Things that I like about the G10:
  • The low end of the zoom starts at 28mm (24mm would have been even nicer)
  • The hand grip has been redesigned to be a little larger and easier to grab on to
  • The DIGIC 4 sensor (by all reports) appears to be less noisy (ceteris paribus) than the G9's DIGIC 3 sensor
  • The already awesome 3" LCD monitor now has 460,000 pixels (up from 230,000 for the G9). This should be a boon for manual focusing.

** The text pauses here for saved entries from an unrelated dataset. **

//! End-to-end construction scenarios against scripted optimizers.
//!
//! Each test records the exact what-if answers a statement would get, builds the
//! graph through a call-counting wrapper, and checks both the resulting graph and the
//! number of optimizer calls it took.

mod common;

use ibg_core::*;
use ibg_oracle::{CountingOptimizer, ScriptedOptimizer};
use std::sync::Arc;

// ---------------------------------------------------------------------------
// Helpers
// ---------------------------------------------------------------------------

const SQL: &str =
    "SELECT o_orderkey FROM orders WHERE o_custkey = 42 AND o_orderdate > DATE '1995-01-01'";

fn two_index_universe() -> Universe {
    Universe::new(vec![
        Index::new("IdxA", "orders", ["o_custkey"]),
        Index::new("IdxB", "orders", ["o_orderdate"]),
    ])
    .unwrap()
}

fn three_index_universe() -> Universe {
    Universe::new(vec![
        Index::new("IdxA", "orders", ["o_custkey"]),
        Index::new("IdxB", "orders", ["o_orderdate"]),
        Index::new("IdxC", "orders", ["o_totalprice"]),
    ])
    .unwrap()
}

/// The plan uses IdxA only; without it the statement falls back to a scan.
fn scenario_a_script(stmt: &Statement) -> ScriptedOptimizer {
    let mut opt = ScriptedOptimizer::new();
    opt.record(stmt, &["IdxA", "IdxB"], 10.0, &["IdxA"]);
    opt.record(stmt, &["IdxA"], 10.0, &["IdxA"]);
    opt.record(stmt, &["IdxB"], 20.0, &[]);
    opt.record(stmt, &[], 20.0, &[]);
    opt
}

// ---------------------------------------------------------------------------
// Scenarios
// ---------------------------------------------------------------------------

#[test]
fn test_single_used_index() {
    common::init_tracing();
    let stmt = Statement::new(SQL);
    let opt = Arc::new(CountingOptimizer::new(scenario_a_script(&stmt)));

    let g = construct(opt.clone(), stmt, two_index_universe()).unwrap();
    println!("{g}");

    let root = g.root();
    assert_eq!(root.configuration, IndexBitSet::full(2));
    assert_eq!(root.cost, Cost::new(10.0));
    assert_eq!(root.used, IndexBitSet::from_positions(2, [0]));
    // IdxB is unused, so the only edge removes IdxA.
    assert_eq!(root.edges.len(), 1);
    assert_eq!(root.edges[0].removed, 0);

    let Child::Node(child) = root.edges[0].child else {
        panic!("root edge left pending");
    };
    let child = g.node(child);
    assert_eq!(child.configuration, IndexBitSet::from_positions(2, [1]));
    assert_eq!(child.cost, Cost::new(20.0));
    assert!(child.is_terminal());

    assert_eq!(g.node_count(), 2);
    assert_eq!(g.empty_cost(), Cost::new(20.0));
    // Root, {IdxB}, then the separate empty-configuration call.
    assert_eq!(opt.calls(), 3);
    assert_eq!(g.whatif_calls(), 3);
    assert!(g.is_complete());
}

#[test]
fn test_find_on_superset_uses_root_without_calls() {
    let stmt = Statement::new(SQL);
    let opt = Arc::new(CountingOptimizer::new(scenario_a_script(&stmt)));
    let g = construct(opt.clone(), stmt, two_index_universe()).unwrap();
    let calls = opt.calls();

    // Position 2 is not part of the universe.
    let query = IndexBitSet::from_positions(3, [0, 1, 2]);
    let r = find(&g, &query).unwrap().unwrap();
    assert_eq!(r.node, g.root().id);
    assert_eq!(r.cost, Cost::new(10.0));
    assert_eq!(opt.calls(), calls);
}

#[test]
fn test_oracle_failure_aborts_construction() {
    common::init_tracing();
    let stmt = Statement::new(SQL);
    let mut script = ScriptedOptimizer::new();
    script.record(&stmt, &["IdxA", "IdxB", "IdxC"], 5.0, &["IdxA", "IdxB"]);
    script.record(&stmt, &["IdxB", "IdxC"], 12.0, &["IdxB"]);
    script.record(&stmt, &["IdxA", "IdxC"], 9.0, &["IdxA"]);
    script.fail_on(&stmt, &["IdxC"], "lost connection to server");
    script.record(&stmt, &[], 40.0, &[]);
    let opt = Arc::new(CountingOptimizer::new(script));

    let (configuration, source) = match construct(opt.clone(), stmt, three_index_universe()) {
        Err(IbgError::OracleFailure { configuration, source }) => (configuration, source),
        other => panic!("expected an oracle failure, got {other:?}"),
    };
    assert_eq!(configuration, IndexBitSet::from_positions(3, [2]));
    assert_eq!(source, OptimizerError::Tool("lost connection to server".into()));
    // Root, both first-level children, then the failing call. No empty-cost call.
    assert_eq!(opt.calls(), 4);
}

#[test]
fn test_shared_child_is_one_node() {
    let stmt = Statement::new(SQL);
    let mut script = ScriptedOptimizer::new();
    script.record(&stmt, &["IdxA", "IdxB"], 5.0, &["IdxA", "IdxB"]);
    script.record(&stmt, &["IdxB"], 12.0, &["IdxB"]);
    script.record(&stmt, &["IdxA"], 9.0, &["IdxA"]);
    script.record(&stmt, &[], 40.0, &[]);
    let opt = Arc::new(CountingOptimizer::new(script));

    let g = construct(opt.clone(), stmt, two_index_universe()).unwrap();
    assert_eq!(g.node_count(), 4);

    let empty = g.node_for(&IndexBitSet::with_capacity(2)).unwrap().id;
    let parents: Vec<_> = g
        .nodes()
        .iter()
        .filter(|n| n.edges.iter().any(|e| e.child == Child::Node(empty)))
        .map(|n| n.configuration.cardinality())
        .collect();
    assert_eq!(parents, vec![1, 1]);

    // Every call produced a distinct node; the empty cost reused the empty node.
    assert_eq!(opt.calls(), g.node_count());
    assert_eq!(g.empty_cost(), Cost::new(40.0));
}

// ---------------------------------------------------------------------------
// Misbehaving optimizers
// ---------------------------------------------------------------------------

#[test]
fn test_used_outside_configuration_rejected() {
    let stmt = Statement::new(SQL);
    let mut script = ScriptedOptimizer::new();
    script.record(&stmt, &["IdxA", "IdxB"], 5.0, &["IdxA"]);
    // Misbehaving optimizer: claims to use IdxA after IdxA was removed.
    script.record(&stmt, &["IdxB"], 8.0, &["IdxA"]);

    let err = construct(Arc::new(script), stmt, two_index_universe()).unwrap_err();
    assert!(matches!(err, IbgError::UsedNotSubset { .. }));
    assert!(err.is_assumption_violated());
}

#[test]
fn test_non_monotonic_optimizer() {
    let stmt = Statement::new(SQL);
    let mut script = ScriptedOptimizer::new();
    script.record(&stmt, &["IdxA", "IdxB"], 30.0, &["IdxA"]);
    script.record(&stmt, &["IdxB"], 25.0, &[]);
    script.record(&stmt, &[], 50.0, &[]);
    let script = Arc::new(script);

    let strict = IbgConstructor::new(script.clone(), ConstructionConfig::default());
    let err = strict
        .construct(Statement::new(SQL), two_index_universe())
        .unwrap_err();
    let (parent_cost, child_cost) = match err {
        IbgError::NonMonotonic {
            parent_cost,
            child_cost,
            ..
        } => (parent_cost, child_cost),
        other => panic!("expected a monotonicity violation, got {other:?}"),
    };
    assert_eq!(parent_cost, Cost::new(30.0));
    assert_eq!(child_cost, Cost::new(25.0));

    let lenient = IbgConstructor::new(
        script,
        ConstructionConfig {
            check_monotonicity: false,
            ..ConstructionConfig::default()
        },
    );
    let g = lenient.construct(stmt, two_index_universe()).unwrap();
    assert_eq!(g.node_count(), 2);
}

#[test]
fn test_unknown_statement_is_oracle_failure() {
    let err = construct(
        Arc::new(ScriptedOptimizer::new()),
        Statement::new("SELECT 1"),
        two_index_universe(),
    )
    .unwrap_err();
    assert!(matches!(
        err,
        IbgError::OracleFailure {
            source: OptimizerError::InvalidStatement(_),
            ..
        }
    ));
    assert!(!err.is_assumption_violated());
}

Things that don't sound so hot:
  • They kept the same 1/1.7" sensor as before. I realize moving to a larger sensor would have bulked up an already chunky camera even further but, for me, the gains in image quality would have been worth whatever bulkiness ensued
  • Canon appears to have capitulated to the "more is more" faction and crammed 14.7 megapixels into the same 1/1.7" sensor (the G9 was already overburdened with 12.1 megapixels). The one thing this camera didn't need was more pixels.
  • They failed to return to the legacy of earlier G-series cameras and include some truly fast glass. A zoom with a maximum aperture of f/2.0 (or even a zoom with a fixed f/2.8 aperture throughout its range) would have been far more useful than more pixels.
I think I'll just hang on to my G9 until Nikon finally comes out with a sub-$1,500 CAD full-frame DSLR body.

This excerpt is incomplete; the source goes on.